* _WHAT THE TASK ASKS_: Word for word, output the data that follows.

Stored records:
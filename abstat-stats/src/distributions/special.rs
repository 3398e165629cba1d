//! Special functions backing the distribution helpers

const MAX_ITERATIONS: usize = 500;
const FPMIN: f64 = 1e-300;

/// ln(2π) / 2
const HALF_LN_TWO_PI: f64 = 0.918_938_533_204_672_8;

/// Lanczos parameters for g = 7, nine terms; the first is the constant term
const LANCZOS_G: f64 = 7.0;
const LANCZOS: [f64; 9] = [
    0.999_999_999_999_809_93,
    676.520_368_121_885_1,
    -1_259.139_216_722_402_8,
    771.323_428_777_653_13,
    -176.615_029_162_140_59,
    12.507_343_278_686_905,
    -0.138_571_095_265_720_12,
    9.984_369_578_019_571_6e-6,
    1.505_632_735_149_311_6e-7,
];

/// Natural log of the gamma function for x > 0
pub fn gamma_ln(x: f64) -> f64 {
    if x <= 0.0 {
        return f64::INFINITY;
    }
    let z = x - 1.0;
    let series = LANCZOS[1..]
        .iter()
        .zip(1u32..)
        .fold(LANCZOS[0], |acc, (&c, k)| acc + c / (z + f64::from(k)));
    let t = z + LANCZOS_G + 0.5;
    HALF_LN_TWO_PI + (z + 0.5) * t.ln() - t + series.ln()
}

fn guard(v: f64) -> f64 {
    if v.abs() < FPMIN {
        FPMIN
    } else {
        v
    }
}

/// Continued fraction evaluated with the modified Lentz method
struct Lentz {
    c: f64,
    d: f64,
    value: f64,
}

impl Lentz {
    fn new(c: f64, leading: f64) -> Self {
        let d = guard(leading).recip();
        Self { c, d, value: d }
    }

    /// Fold in the next partial fraction `a / (b + ...)`; returns the
    /// factor applied to the running value
    fn push(&mut self, a: f64, b: f64) -> f64 {
        self.d = guard(b + a * self.d).recip();
        self.c = guard(b + a / self.c);
        let delta = self.c * self.d;
        self.value *= delta;
        delta
    }
}

/// Regularized lower incomplete gamma P(a, x)
pub fn regularized_gamma_p(a: f64, x: f64) -> f64 {
    if x <= 0.0 {
        return 0.0;
    }
    if x < a + 1.0 {
        gamma_series(a, x)
    } else {
        1.0 - gamma_cf(a, x)
    }
}

/// Regularized upper incomplete gamma Q(a, x) = 1 - P(a, x)
///
/// Evaluated directly in whichever branch converges, so small tail values
/// keep their relative precision.
pub fn regularized_gamma_q(a: f64, x: f64) -> f64 {
    if x <= 0.0 {
        return 1.0;
    }
    if x < a + 1.0 {
        1.0 - gamma_series(a, x)
    } else {
        gamma_cf(a, x)
    }
}

fn gamma_prefactor(a: f64, x: f64) -> f64 {
    (-x + a * x.ln() - gamma_ln(a)).exp()
}

/// Series expansion, converges fast for x < a + 1
fn gamma_series(a: f64, x: f64) -> f64 {
    let mut ap = a;
    let mut term = 1.0 / a;
    let mut sum = term;
    for _ in 0..MAX_ITERATIONS {
        ap += 1.0;
        term *= x / ap;
        sum += term;
        if term.abs() < sum.abs() * f64::EPSILON {
            break;
        }
    }
    sum * gamma_prefactor(a, x)
}

/// Continued fraction, converges fast for x >= a + 1
fn gamma_cf(a: f64, x: f64) -> f64 {
    let mut b = x + 1.0 - a;
    let mut frac = Lentz::new(1.0 / FPMIN, b);
    for i in 1..=MAX_ITERATIONS {
        let i = i as f64;
        b += 2.0;
        if (frac.push(-i * (i - a), b) - 1.0).abs() < f64::EPSILON {
            break;
        }
    }
    frac.value * gamma_prefactor(a, x)
}

/// Complementary error function via erfc(x) = Q(1/2, x²)
pub fn erfc(x: f64) -> f64 {
    if x.is_nan() {
        return f64::NAN;
    }
    let x2 = x * x;
    if x >= 0.0 {
        regularized_gamma_q(0.5, x2)
    } else {
        1.0 + regularized_gamma_p(0.5, x2)
    }
}

/// Regularized incomplete beta function I_x(a, b)
pub fn regularized_incomplete_beta(a: f64, b: f64, x: f64) -> f64 {
    if x <= 0.0 {
        return 0.0;
    }
    if x >= 1.0 {
        return 1.0;
    }

    let bt = (gamma_ln(a + b) - gamma_ln(a) - gamma_ln(b) + a * x.ln() + b * (1.0 - x).ln()).exp();

    // Continued fraction converges for x below the mean; use symmetry above it
    if x < (a + 1.0) / (a + b + 2.0) {
        bt * beta_cf(a, b, x) / a
    } else {
        1.0 - bt * beta_cf(b, a, 1.0 - x) / b
    }
}

/// Continued fraction for I_x(a, b), alternating even and odd terms
fn beta_cf(a: f64, b: f64, x: f64) -> f64 {
    let mut frac = Lentz::new(1.0, 1.0 - (a + b) * x / (a + 1.0));
    for m in 1..=MAX_ITERATIONS {
        let m = m as f64;
        let k = a + 2.0 * m;
        frac.push(m * (b - m) * x / ((k - 1.0) * k), 1.0);
        let delta = frac.push(-(a + m) * (a + b + m) * x / (k * (k + 1.0)), 1.0);
        if (delta - 1.0).abs() < 1e-15 {
            break;
        }
    }
    frac.value
}

#[cfg(test)]
mod tests {
    use super::*;

    #[test]
    fn test_gamma_ln_integers() {
        // Γ(5) = 24
        assert!((gamma_ln(5.0) - 24.0_f64.ln()).abs() < 1e-12);
        // Γ(1/2) = √π
        assert!((gamma_ln(0.5) - std::f64::consts::PI.sqrt().ln()).abs() < 1e-12);
    }

    #[test]
    fn test_gamma_ln_non_integer() {
        assert!((gamma_ln(10.5) - 13.940_625_219_403_763).abs() < 1e-11);
        assert!((gamma_ln(0.1) - 2.252_712_651_734_206).abs() < 1e-11);
        assert_eq!(gamma_ln(0.0), f64::INFINITY);
    }

    #[test]
    fn test_incomplete_gamma_exponential() {
        // P(1, x) = 1 - exp(-x)
        let p = regularized_gamma_p(1.0, 2.0);
        assert!((p - (1.0 - (-2.0_f64).exp())).abs() < 1e-13);
        let q = regularized_gamma_q(1.0, 2.0);
        assert!((q - (-2.0_f64).exp()).abs() < 1e-13);
    }

    #[test]
    fn test_erfc_known_values() {
        assert!((erfc(0.0) - 1.0).abs() < 1e-15);
        assert!((erfc(1.0) - 0.157_299_207_050_285_13).abs() < 1e-14);
        assert!((erfc(-1.0) - 1.842_700_792_949_714_9).abs() < 1e-14);
        // Deep tail keeps relative precision
        let tail = erfc(6.0);
        assert!(((tail - 2.151_973_671_249_891_3e-17) / 2.151_973_671_249_891_3e-17).abs() < 1e-10);
    }

    #[test]
    fn test_incomplete_beta_uniform_and_symmetry() {
        // I_x(1, 1) = x
        assert!((regularized_incomplete_beta(1.0, 1.0, 0.3) - 0.3).abs() < 1e-13);
        // Binomial tail: I_0.2(2, 3) = P(Bin(4, 0.2) >= 2)
        assert!((regularized_incomplete_beta(2.0, 3.0, 0.2) - 0.1808).abs() < 1e-13);
        assert!((regularized_incomplete_beta(2.0, 3.0, 0.5) - 0.6875).abs() < 1e-13);
        // I_x(a, b) = 1 - I_{1-x}(b, a)
        let lhs = regularized_incomplete_beta(2.5, 4.0, 0.35);
        let rhs = 1.0 - regularized_incomplete_beta(4.0, 2.5, 0.65);
        assert!((lhs - rhs).abs() < 1e-13);
    }
}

* _ANSWER SPACE_:
filename abstat-stats/src/distributions/special.rs
repository 3398e165629cba1d
//! Special functions backing the distribution helpers

const MAX_ITERATIONS: usize = 500;
const FPMIN: f64 = 1e-300;

/// ln(2π) / 2
const HALF_LN_TWO_PI: f64 = 0.918_938_533_204_672_8;

/// Lanczos parameters for g = 7, nine terms; the first is the constant term
const LANCZOS_G: f64 = 7.0;
const LANCZOS: [f64; 9] = [
    0.999_999_999_999_809_93,
    676.520_368_121_885_1,
    -1_259.139_216_722_402_8,
    771.323_428_777_653_13,
    -176.615_029_162_140_59,
    12.507_343_278_686_905,
    -0.138_571_095_265_720_12,
    9.984_369_578_019_571_6e-6,
    1.505_632_735_149_311_6e-7,
];

/// Natural log of the gamma function for x > 0
pub fn gamma_ln(x: f64) -> f64 {
    if x <= 0.0 {
        return f64::INFINITY;
    }
    let z = x - 1.0;
    let series = LANCZOS[1..]
        .iter()
        .zip(1u32..)
        .fold(LANCZOS[0], |acc, (&c, k)| acc + c / (z + f64::from(k)));
    let t = z + LANCZOS_G + 0.5;
    HALF_LN_TWO_PI + (z + 0.5) * t.ln() - t + series.ln()
}

fn guard(v: f64) -> f64 {
    if v.abs() < FPMIN {
        FPMIN
    } else {
        v
    }
}

/// Continued fraction evaluated with the modified Lentz method
struct Lentz {
    c: f64,
    d: f64,
    value: f64,
}

impl Lentz {
    fn new(c: f64, leading: f64) -> Self {
        let d = guard(leading).recip();
        Self { c, d, value: d }
    }

    /// Fold in the next partial fraction `a / (b + ...)`; returns the
    /// factor applied to the running value
    fn push(&mut self, a: f64, b: f64) -> f64 {
        self.d = guard(b + a * self.d).recip();
        self.c = guard(b + a / self.c);
        let delta = self.c * self.d;
        self.value *= delta;
        delta
    }
}

/// Regularized lower incomplete gamma P(a, x)
pub fn regularized_gamma_p(a: f64, x: f64) -> f64 {
    if x <= 0.0 {
        return 0.0;
    }
    if x < a + 1.0 {
        gamma_series(a, x)
    } else {
        1.0 - gamma_cf(a, x)
    }
}

/// Regularized upper incomplete gamma Q(a, x) = 1 - P(a, x)
///
/// Evaluated directly in whichever branch converges, so small tail values
/// keep their relative precision.
pub fn regularized_gamma_q(a: f64, x: f64) -> f64 {
    if x <= 0.0 {
        return 1.0;
    }
    if x < a + 1.0 {
        1.0 - gamma_series(a, x)
    } else {
        gamma_cf(a, x)
    }
}

fn gamma_prefactor(a: f64, x: f64) -> f64 {
    (-x + a * x.ln() - gamma_ln(a)).exp()
}

/// Series expansion, converges fast for x < a + 1
fn gamma_series(a: f64, x: f64) -> f64 {
    let mut ap = a;
    let mut term = 1.0 / a;
    let mut sum = term;
    for _ in 0..MAX_ITERATIONS {
        ap += 1.0;
        term *= x / ap;
        sum += term;
        if term.abs() < sum.abs() * f64::EPSILON {
            break;
        }
    }
    sum * gamma_prefactor(a, x)
}

/// Continued fraction, converges fast for x >= a + 1
fn gamma_cf(a: f64, x: f64) -> f64 {
    let mut b = x + 1.0 - a;
    let mut frac = Lentz::new(1.0 / FPMIN, b);
    for i in 1..=MAX_ITERATIONS {
        let i = i as f64;
        b += 2.0;
        if (frac.push(-i * (i - a), b) - 1.0).abs() < f64::EPSILON {
            break;
        }
    }
    frac.value * gamma_prefactor(a, x)
}

/// Complementary error function via erfc(x) = Q(1/2, x²)
pub fn erfc(x: f64) -> f64 {
    if x.is_nan() {
        return f64::NAN;
    }
    let x2 = x * x;
    if x >= 0.0 {
        regularized_gamma_q(0.5, x2)
    } else {
        1.0 + regularized_gamma_p(0.5, x2)
    }
}

/// Regularized incomplete beta function I_x(a, b)
pub fn regularized_incomplete_beta(a: f64, b: f64, x: f64) -> f64 {
    if x <= 0.0 {
        return 0.0;
    }
    if x >= 1.0 {
        return 1.0;
    }

    let bt = (gamma_ln(a + b) - gamma_ln(a) - gamma_ln(b) + a * x.ln() + b * (1.0 - x).ln()).exp();

    // Continued fraction converges for x below the mean; use symmetry above it
    if x < (a + 1.0) / (a + b + 2.0) {
        bt * beta_cf(a, b, x) / a
    } else {
        1.0 - bt * beta_cf(b, a, 1.0 - x) / b
    }
}

/// Continued fraction for I_x(a, b), alternating even and odd terms
fn beta_cf(a: f64, b: f64, x: f64) -> f64 {
    let mut frac = Lentz::new(1.0, 1.0 - (a + b) * x / (a + 1.0));
    for m in 1..=MAX_ITERATIONS {
        let m = m as f64;
        let k = a + 2.0 * m;
        frac.push(m * (b - m) * x / ((k - 1.0) * k), 1.0);
        let delta = frac.push(-(a + m) * (a + b + m) * x / (k * (k + 1.0)), 1.0);
        if (delta - 1.0).abs() < 1e-15 {
            break;
        }
    }
    frac.value
}

#[cfg(test)]
mod tests {
    use super::*;

    #[test]
    fn test_gamma_ln_integers() {
        // Γ(5) = 24
        assert!((gamma_ln(5.0) - 24.0_f64.ln()).abs() < 1e-12);
        // Γ(1/2) = √π
        assert!((gamma_ln(0.5) - std::f64::consts::PI.sqrt().ln()).abs() < 1e-12);
    }

    #[test]
    fn test_gamma_ln_non_integer() {
        assert!((gamma_ln(10.5) - 13.940_625_219_403_763).abs() < 1e-11);
        assert!((gamma_ln(0.1) - 2.252_712_651_734_206).abs() < 1e-11);
        assert_eq!(gamma_ln(0.0), f64::INFINITY);
    }

    #[test]
    fn test_incomplete_gamma_exponential() {
        // P(1, x) = 1 - exp(-x)
        let p = regularized_gamma_p(1.0, 2.0);
        assert!((p - (1.0 - (-2.0_f64).exp())).abs() < 1e-13);
        let q = regularized_gamma_q(1.0, 2.0);
        assert!((q - (-2.0_f64).exp()).abs() < 1e-13);
    }

    #[test]
    fn test_erfc_known_values() {
        assert!((erfc(0.0) - 1.0).abs() < 1e-15);
        assert!((erfc(1.0) - 0.157_299_207_050_285_13).abs() < 1e-14);
        assert!((erfc(-1.0) - 1.842_700_792_949_714_9).abs() < 1e-14);
        // Deep tail keeps relative precision
        let tail = erfc(6.0);
        assert!(((tail - 2.151_973_671_249_891_3e-17) / 2.151_973_671_249_891_3e-17).abs() < 1e-10);
    }

    #[test]
    fn test_incomplete_beta_uniform_and_symmetry() {
        // I_x(1, 1) = x
        assert!((regularized_incomplete_beta(1.0, 1.0, 0.3) - 0.3).abs() < 1e-13);
        // Binomial tail: I_0.2(2, 3) = P(Bin(4, 0.2) >= 2)
        assert!((regularized_incomplete_beta(2.0, 3.0, 0.2) - 0.1808).abs() < 1e-13);
        assert!((regularized_incomplete_beta(2.0, 3.0, 0.5) - 0.6875).abs() < 1e-13);
        // I_x(a, b) = 1 - I_{1-x}(b, a)
        let lhs = regularized_incomplete_beta(2.5, 4.0, 0.35);
        let rhs = 1.0 - regularized_incomplete_beta(4.0, 2.5, 0.65);
        assert!((lhs - rhs).abs() < 1e-13);
    }
}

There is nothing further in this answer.